=== Material provided ===
────────────────────

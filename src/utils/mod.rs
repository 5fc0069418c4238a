pub mod area_cache;
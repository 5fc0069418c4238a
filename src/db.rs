use sqlx::MySqlPool;
use sqlx::mysql::MySqlPoolOptions;
use std::time::Duration;

pub async fn init_db(database_url: &str) -> Result<MySqlPool, sqlx::Error> {
    MySqlPoolOptions::new()
        .max_connections(20)
        .acquire_timeout(Duration::from_secs(5))
        .connect(database_url)
        .await
}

────────────────────

=== Exercise goal ===
Return all of the listing above exactly, leaving nothing out.

=== Problem solution ===
filename src/utils/mod.rs
repository 5fc0069418c4238a
pub mod area_cache;
repository 5fc0069418c4238a
filename src/db.rs
use sqlx::MySqlPool;
use sqlx::mysql::MySqlPoolOptions;
use std::time::Duration;

pub async fn init_db(database_url: &str) -> Result<MySqlPool, sqlx::Error> {
    MySqlPoolOptions::new()
        .max_connections(20)
        .acquire_timeout(Duration::from_secs(5))
        .connect(database_url)
        .await
}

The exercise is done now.